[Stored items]
★ ★ ★

use chrono::{DateTime, Utc};
use tracing::{debug, info};

use crate::adaptive::config::EngineConfig;
use crate::adaptive::difficulty::select_difficulty;
use crate::adaptive::hints::personalized_hint;
use crate::adaptive::inference::{infer_learning_speed, update_preferred_activity_types, update_streak};
use crate::adaptive::mastery::{build_rule, reclassify_concept, MasteryRule};
use crate::adaptive::recommendations::build_recommendations;
use crate::adaptive::types::{Difficulty, LearningProfile, PerformanceRecord, Recommendation};

/// Per-student adaptive learning state: the profile plus the append-only
/// performance history it was derived from.
pub struct AdaptiveLearningEngine {
    config: EngineConfig,
    rule: Box<dyn MasteryRule>,
    profile: LearningProfile,
    history: Vec<PerformanceRecord>,
}

impl AdaptiveLearningEngine {
    pub fn new(student_id: impl Into<String>) -> Self {
        Self::with_config(student_id, EngineConfig::default())
    }

    pub fn with_config(student_id: impl Into<String>, config: EngineConfig) -> Self {
        let profile = LearningProfile::new(student_id, Utc::now());
        Self::from_profile(profile, config)
    }

    pub fn from_profile(profile: LearningProfile, config: EngineConfig) -> Self {
        let rule = build_rule(config.mastery_rule, &config.mastery);
        Self {
            config,
            rule,
            profile,
            history: Vec::new(),
        }
    }

    /// Swaps the mastery update rule. Existing scores are kept as-is.
    pub fn with_rule(mut self, rule: Box<dyn MasteryRule>) -> Self {
        self.rule = rule;
        self
    }

    pub fn rule_name(&self) -> &'static str {
        self.rule.name()
    }

    pub fn record_performance(&mut self, record: PerformanceRecord) {
        let concept = record.grammar_concept.clone();
        self.history.push(record);
        let Some(record) = self.history.last() else {
            return;
        };

        let concept_history: Vec<&PerformanceRecord> = self
            .history
            .iter()
            .filter(|r| r.grammar_concept == concept)
            .collect();
        let previous = self.profile.mastery(&concept);
        let mastery = self.rule.next_mastery(previous, record, &concept_history);

        self.profile.concept_mastery.insert(concept.clone(), mastery);
        self.profile
            .last_review_date
            .insert(concept.clone(), record.completed_at);
        reclassify_concept(&mut self.profile, &concept, &self.config.mastery);

        if let Some(speed) = infer_learning_speed(&self.history, &self.config.inference) {
            self.profile.learning_speed = speed;
        }
        update_preferred_activity_types(
            &mut self.profile,
            &self.history,
            record,
            &self.config.inference,
        );

        debug!(
            student_id = %self.profile.student_id,
            concept = %concept,
            difficulty = record.difficulty.as_str(),
            rule = self.rule.name(),
            previous = ?previous,
            mastery,
            speed = self.profile.learning_speed.as_str(),
            "performance recorded"
        );
    }

    pub fn adaptive_difficulty(&self, concept: &str) -> Difficulty {
        select_difficulty(
            &self.profile,
            &self.history,
            concept,
            &self.config.difficulty,
            self.config.mastery.initial,
        )
    }

    pub fn personalized_hint(&self, concept: &str, activity_type: &str) -> &'static str {
        personalized_hint(&self.profile, concept, activity_type, self.config.mastery.initial)
    }

    pub fn recommendations(&self) -> Vec<Recommendation> {
        self.recommendations_at(Utc::now())
    }

    pub fn recommendations_at(&self, now: DateTime<Utc>) -> Vec<Recommendation> {
        build_recommendations(
            &self.profile,
            &self.history,
            &self.config.recommendation,
            self.config.mastery.initial,
            now,
        )
    }

    pub fn update_streak(&mut self, is_active: bool) {
        self.update_streak_at(is_active, Utc::now());
    }

    pub fn update_streak_at(&mut self, is_active: bool, now: DateTime<Utc>) {
        update_streak(&mut self.profile.streak_data, is_active, now);
    }

    pub fn learning_profile(&self) -> &LearningProfile {
        &self.profile
    }

    pub fn performance_history(&self) -> &[PerformanceRecord] {
        &self.history
    }

    /// Replaces the history wholesale, e.g. when restoring a saved session.
    /// The profile is not recomputed.
    pub fn load_performance_history(&mut self, history: Vec<PerformanceRecord>) {
        info!(
            student_id = %self.profile.student_id,
            records = history.len(),
            "performance history loaded"
        );
        self.history = history;
    }
}

#[cfg(test)]
mod tests {
    use super::*;
    use crate::adaptive::config::MasteryRuleKind;
    use crate::adaptive::types::LearningSpeed;

    fn record(concept: &str, activity_id: &str, correct: bool) -> PerformanceRecord {
        PerformanceRecord {
            lesson_id: "lesson-1".to_string(),
            activity_id: activity_id.to_string(),
            attempts: 1,
            correct_on_first_try: correct,
            time_spent: 15.0,
            hints_used: 0,
            completed_at: Utc::now(),
            difficulty: Difficulty::Medium,
            grammar_concept: concept.to_string(),
        }
    }

    #[test]
    fn test_three_correct_nouns_become_mastered() {
        let mut engine = AdaptiveLearningEngine::new("student-1");
        for _ in 0..3 {
            engine.record_performance(record("nouns", "drag-1", true));
        }
        let profile = engine.learning_profile();
        assert_eq!(profile.mastery("nouns"), Some(0.8));
        assert!(profile.is_mastered("nouns"));
        assert!(!profile.is_struggling("nouns"));
    }

    #[test]
    fn test_record_updates_review_date_and_speed() {
        let mut engine = AdaptiveLearningEngine::new("student-1");
        let r = record("verbs", "typing-1", false);
        let at = r.completed_at;
        engine.record_performance(r);

        let profile = engine.learning_profile();
        assert_eq!(profile.last_review_date.get("verbs"), Some(&at));
        assert_eq!(profile.learning_speed, LearningSpeed::Fast);
        assert_eq!(profile.mastery("verbs"), Some(0.45));
        assert_eq!(engine.performance_history().len(), 1);
    }

    #[test]
    fn test_rolling_rule_from_config() {
        let config = EngineConfig {
            mastery_rule: MasteryRuleKind::RollingAverage,
            ..Default::default()
        };
        let mut engine = AdaptiveLearningEngine::with_config("student-1", config);
        assert_eq!(engine.rule_name(), "rolling_average");

        engine.record_performance(record("nouns", "drag-1", true));
        engine.record_performance(record("nouns", "drag-1", false));
        assert_eq!(engine.learning_profile().mastery("nouns"), Some(0.5));
    }

    #[test]
    fn test_struggling_concept_produces_practice() {
        let mut engine = AdaptiveLearningEngine::new("student-1");
        for _ in 0..5 {
            engine.record_performance(record("adjectives", "matching-1", false));
        }
        assert!(engine.learning_profile().is_struggling("adjectives"));
        assert_eq!(engine.adaptive_difficulty("adjectives"), Difficulty::Easy);

        let recs = engine.recommendations();
        assert!(recs
            .iter()
            .any(|r| r.action.as_ref().and_then(|a| a.concept.as_deref()) == Some("adjectives")));
    }
}
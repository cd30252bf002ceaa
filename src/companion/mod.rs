pub mod customization;
pub mod evolution;
pub mod mood;

pub use customization::{unlocked_customizations, AccessoryOption, ColorOption, UnlockedCustomizations};
pub use evolution::{
    calculate_evolution_level, companion_evolution, evolution_level_on, next_evolution_requirement,
    CompanionEvolution, EvolutionProgress, UnlockKind, UnlockRequirement, EVOLUTION_LADDER,
};
pub use mood::{mood_from_activity, CompanionMood};
use chrono::{DateTime, Utc};
use tracing::debug;

use crate::adaptive::config::InferenceParams;
use crate::adaptive::mastery::success_rate;
use crate::adaptive::types::{activity_type_of, LearningProfile, LearningSpeed, PerformanceRecord, StreakData};

/// Classifies speed from the average time of the last `speed_window` records.
/// Returns `None` for an empty history.
pub fn infer_learning_speed(
    history: &[PerformanceRecord],
    params: &InferenceParams,
) -> Option<LearningSpeed> {
    let start = history.len().saturating_sub(params.speed_window);
    let recent = &history[start..];
    if recent.is_empty() {
        return None;
    }

    let average = recent.iter().map(|r| r.time_spent).sum::<f64>() / recent.len() as f64;
    let speed = if average < params.fast_below_secs {
        LearningSpeed::Fast
    } else if average > params.slow_above_secs {
        LearningSpeed::Slow
    } else {
        LearningSpeed::Average
    };
    Some(speed)
}

/// Adds the record's activity type to the preferred set when the last
/// `preference_window` records of that type clear the success bar.
/// The set only grows.
pub fn update_preferred_activity_types(
    profile: &mut LearningProfile,
    history: &[PerformanceRecord],
    record: &PerformanceRecord,
    params: &InferenceParams,
) {
    let activity_type = record.activity_type();
    let same_type: Vec<&PerformanceRecord> = history
        .iter()
        .filter(|r| activity_type_of(&r.activity_id) == activity_type)
        .collect();
    let start = same_type.len().saturating_sub(params.preference_window);

    let Some(rate) = success_rate(same_type[start..].iter().copied()) else {
        return;
    };

    if rate > params.preference_success_rate
        && !profile
            .preferred_activity_types
            .iter()
            .any(|t| t == activity_type)
    {
        debug!(activity_type, rate, "activity type marked as preferred");
        profile
            .preferred_activity_types
            .push(activity_type.to_string());
    }
}

/// Calendar-day streak update. A gap of more than one day restarts at 1.
pub fn update_streak(streak: &mut StreakData, is_active: bool, now: DateTime<Utc>) {
    if !is_active {
        return;
    }

    let days = (now.date_naive() - streak.last_active_date.date_naive()).num_days();
    match days {
        1 => streak.current += 1,
        0 if streak.current > 0 => {}
        _ => streak.current = 1,
    }

    streak.longest = streak.longest.max(streak.current);
    streak.last_active_date = now;
}
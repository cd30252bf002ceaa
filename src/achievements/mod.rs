//! Achievement catalogue, unlock evaluation and unlock observers.

pub mod catalog;
pub mod listeners;
pub mod manager;
pub mod types;

pub use catalog::{default_catalog, reconcile_catalog};
pub use listeners::{Subscription, UnlockListener, UnlockListeners};
pub use manager::AchievementManager;
pub use types::*;
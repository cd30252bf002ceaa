use serde::Serialize;

use crate::companion::evolution::{EvolutionProgress, UnlockKind, UnlockRequirement};

#[derive(Debug, Clone, Copy, PartialEq, Serialize)]
#[serde(rename_all = "camelCase")]
pub struct ColorOption {
    pub id: &'static str,
    pub name: &'static str,
    pub value: &'static str,
    pub unlock_requirement: UnlockRequirement,
}

#[derive(Debug, Clone, Copy, PartialEq, Serialize)]
#[serde(rename_all = "camelCase")]
pub struct AccessoryOption {
    pub id: &'static str,
    pub name: &'static str,
    pub emoji: &'static str,
    pub unlock_requirement: UnlockRequirement,
}

pub static COLORS: &[ColorOption] = &[
    ColorOption {
        id: "default",
        name: "Natural",
        value: "default",
        unlock_requirement: UnlockRequirement::new(UnlockKind::Lessons, 0),
    },
    ColorOption {
        id: "golden",
        name: "Golden",
        value: "filter: hue-rotate(45deg) saturate(1.5)",
        unlock_requirement: UnlockRequirement::new(UnlockKind::Achievements, 5),
    },
    ColorOption {
        id: "rainbow",
        name: "Rainbow",
        value: "filter: hue-rotate(180deg) saturate(2)",
        unlock_requirement: UnlockRequirement::new(UnlockKind::Planets, 3),
    },
    ColorOption {
        id: "cosmic",
        name: "Cosmic",
        value: "filter: hue-rotate(270deg) brightness(1.2)",
        unlock_requirement: UnlockRequirement::new(UnlockKind::StarDust, 5000),
    },
    ColorOption {
        id: "shadow",
        name: "Shadow",
        value: "filter: grayscale(0.5) contrast(1.5)",
        unlock_requirement: UnlockRequirement::new(UnlockKind::Achievements, 10),
    },
];

pub static ACCESSORIES: &[AccessoryOption] = &[
    AccessoryOption {
        id: "none",
        name: "None",
        emoji: "",
        unlock_requirement: UnlockRequirement::new(UnlockKind::Lessons, 0),
    },
    AccessoryOption {
        id: "crown",
        name: "Royal Crown",
        emoji: "👑",
        unlock_requirement: UnlockRequirement::new(UnlockKind::Achievements, 3),
    },
    AccessoryOption {
        id: "glasses",
        name: "Smart Glasses",
        emoji: "🤓",
        unlock_requirement: UnlockRequirement::new(UnlockKind::Lessons, 15),
    },
    AccessoryOption {
        id: "hat",
        name: "Wizard Hat",
        emoji: "🎩",
        unlock_requirement: UnlockRequirement::new(UnlockKind::Planets, 2),
    },
    AccessoryOption {
        id: "bow",
        name: "Cute Bow",
        emoji: "🎀",
        unlock_requirement: UnlockRequirement::new(UnlockKind::StarDust, 2000),
    },
    AccessoryOption {
        id: "cape",
        name: "Hero Cape",
        emoji: "🦸",
        unlock_requirement: UnlockRequirement::new(UnlockKind::Achievements, 8),
    },
];

#[derive(Debug, Clone, Default, PartialEq, Serialize)]
pub struct UnlockedCustomizations {
    pub colors: Vec<&'static ColorOption>,
    pub accessories: Vec<&'static AccessoryOption>,
}

/// Each option is checked on its own; unlike the evolution ladder there is
/// no ordering between them.
pub fn unlocked_customizations(progress: &EvolutionProgress) -> UnlockedCustomizations {
    UnlockedCustomizations {
        colors: COLORS
            .iter()
            .filter(|c| c.unlock_requirement.is_met(progress))
            .collect(),
        accessories: ACCESSORIES
            .iter()
            .filter(|a| a.unlock_requirement.is_met(progress))
            .collect(),
    }
}
//! Concept mastery tracking.
//!
//! Two update rules exist and they are not equivalent:
//! - `IncrementalNudge` (canonical): +correct_delta on a first-try success,
//!   -incorrect_delta otherwise, clamped to [0, 1]. Not idempotent.
//! - `RollingSuccessRate`: recomputed from scratch as the first-try success
//!   rate over the concept's last `rolling_window` records.
//!
//! After either rule runs, the struggling/mastered sets are re-derived for
//! the concept so that it sits in at most one of them.

use tracing::debug;

use crate::adaptive::config::{MasteryParams, MasteryRuleKind};
use crate::adaptive::types::{LearningProfile, PerformanceRecord};

const SCORE_PRECISION: f64 = 10_000.0;

pub trait MasteryRule: Send + Sync {
    fn name(&self) -> &'static str;

    /// `concept_history` holds every record for the concept in arrival order,
    /// including `record` as its last element.
    fn next_mastery(
        &self,
        current: Option<f64>,
        record: &PerformanceRecord,
        concept_history: &[&PerformanceRecord],
    ) -> f64;
}

#[derive(Debug, Clone)]
pub struct IncrementalNudge {
    params: MasteryParams,
}

impl IncrementalNudge {
    pub fn new(params: MasteryParams) -> Self {
        Self { params }
    }
}

impl MasteryRule for IncrementalNudge {
    fn name(&self) -> &'static str {
        "incremental"
    }

    fn next_mastery(
        &self,
        current: Option<f64>,
        record: &PerformanceRecord,
        _concept_history: &[&PerformanceRecord],
    ) -> f64 {
        let base = current.unwrap_or(self.params.initial);
        let delta = if record.correct_on_first_try {
            self.params.correct_delta
        } else {
            -self.params.incorrect_delta
        };
        clamp_score(base + delta)
    }
}

#[derive(Debug, Clone)]
pub struct RollingSuccessRate {
    params: MasteryParams,
}

impl RollingSuccessRate {
    pub fn new(params: MasteryParams) -> Self {
        Self { params }
    }
}

impl MasteryRule for RollingSuccessRate {
    fn name(&self) -> &'static str {
        "rolling_average"
    }

    fn next_mastery(
        &self,
        current: Option<f64>,
        _record: &PerformanceRecord,
        concept_history: &[&PerformanceRecord],
    ) -> f64 {
        let start = concept_history
            .len()
            .saturating_sub(self.params.rolling_window);
        match success_rate(concept_history[start..].iter().copied()) {
            Some(rate) => clamp_score(rate),
            None => current.unwrap_or(self.params.initial),
        }
    }
}

pub fn build_rule(kind: MasteryRuleKind, params: &MasteryParams) -> Box<dyn MasteryRule> {
    match kind {
        MasteryRuleKind::Incremental => Box::new(IncrementalNudge::new(params.clone())),
        MasteryRuleKind::RollingAverage => Box::new(RollingSuccessRate::new(params.clone())),
    }
}

/// First-try success rate, `None` for an empty slice.
pub fn success_rate<'a, I>(records: I) -> Option<f64>
where
    I: IntoIterator<Item = &'a PerformanceRecord>,
{
    let (total, correct) = records.into_iter().fold((0usize, 0usize), |(t, c), r| {
        (t + 1, c + usize::from(r.correct_on_first_try))
    });
    if total == 0 {
        None
    } else {
        Some(correct as f64 / total as f64)
    }
}

/// Clamps to [0, 1] and drops float noise below four decimals, so that
/// 0.5 + 3 * 0.1 lands on 0.8 exactly.
pub fn clamp_score(value: f64) -> f64 {
    if value.is_nan() {
        return 0.0;
    }
    ((value.clamp(0.0, 1.0) * SCORE_PRECISION).round() / SCORE_PRECISION).clamp(0.0, 1.0)
}

/// Re-derives struggling/mastered membership for one concept.
pub fn reclassify_concept(profile: &mut LearningProfile, concept: &str, params: &MasteryParams) {
    let Some(mastery) = profile.mastery(concept) else {
        return;
    };

    let struggling = mastery < params.struggling_below;
    let mastered = mastery >= params.mastered_from;

    set_membership(&mut profile.struggling_concepts, concept, struggling);
    set_membership(&mut profile.mastered_concepts, concept, mastered);

    debug!(concept, mastery, struggling, mastered, "concept reclassified");
}

fn set_membership(set: &mut Vec<String>, concept: &str, member: bool) {
    let present = set.iter().any(|c| c == concept);
    if member && !present {
        set.push(concept.to_string());
    } else if !member && present {
        set.retain(|c| c != concept);
    }
}
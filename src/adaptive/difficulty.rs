use crate::adaptive::config::DifficultyParams;
use crate::adaptive::mastery::success_rate;
use crate::adaptive::types::{Difficulty, LearningProfile, PerformanceRecord};

/// Picks the difficulty of the next activity for `concept`.
///
/// Pure: reads the profile and history only.
pub fn select_difficulty(
    profile: &LearningProfile,
    history: &[PerformanceRecord],
    concept: &str,
    params: &DifficultyParams,
    default_mastery: f64,
) -> Difficulty {
    let mastery = profile.mastery(concept).unwrap_or(default_mastery);
    let recent_rate = recent_concept_rate(history, concept, params.recent_window)
        .unwrap_or(params.neutral_rate);

    if recent_rate > params.hard_rate_above && mastery > params.hard_mastery_above {
        Difficulty::Hard
    } else if recent_rate < params.easy_rate_below || mastery < params.easy_mastery_below {
        Difficulty::Easy
    } else {
        Difficulty::Medium
    }
}

fn recent_concept_rate(history: &[PerformanceRecord], concept: &str, window: usize) -> Option<f64> {
    let mut recent: Vec<&PerformanceRecord> = history
        .iter()
        .rev()
        .filter(|r| r.grammar_concept == concept)
        .take(window)
        .collect();
    recent.reverse();
    success_rate(recent)
}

★ ★ ★

Instructions to follow: Could you say how many lines in the data above contain "copied"? Reply with the number alone.

Response to this exercise: 2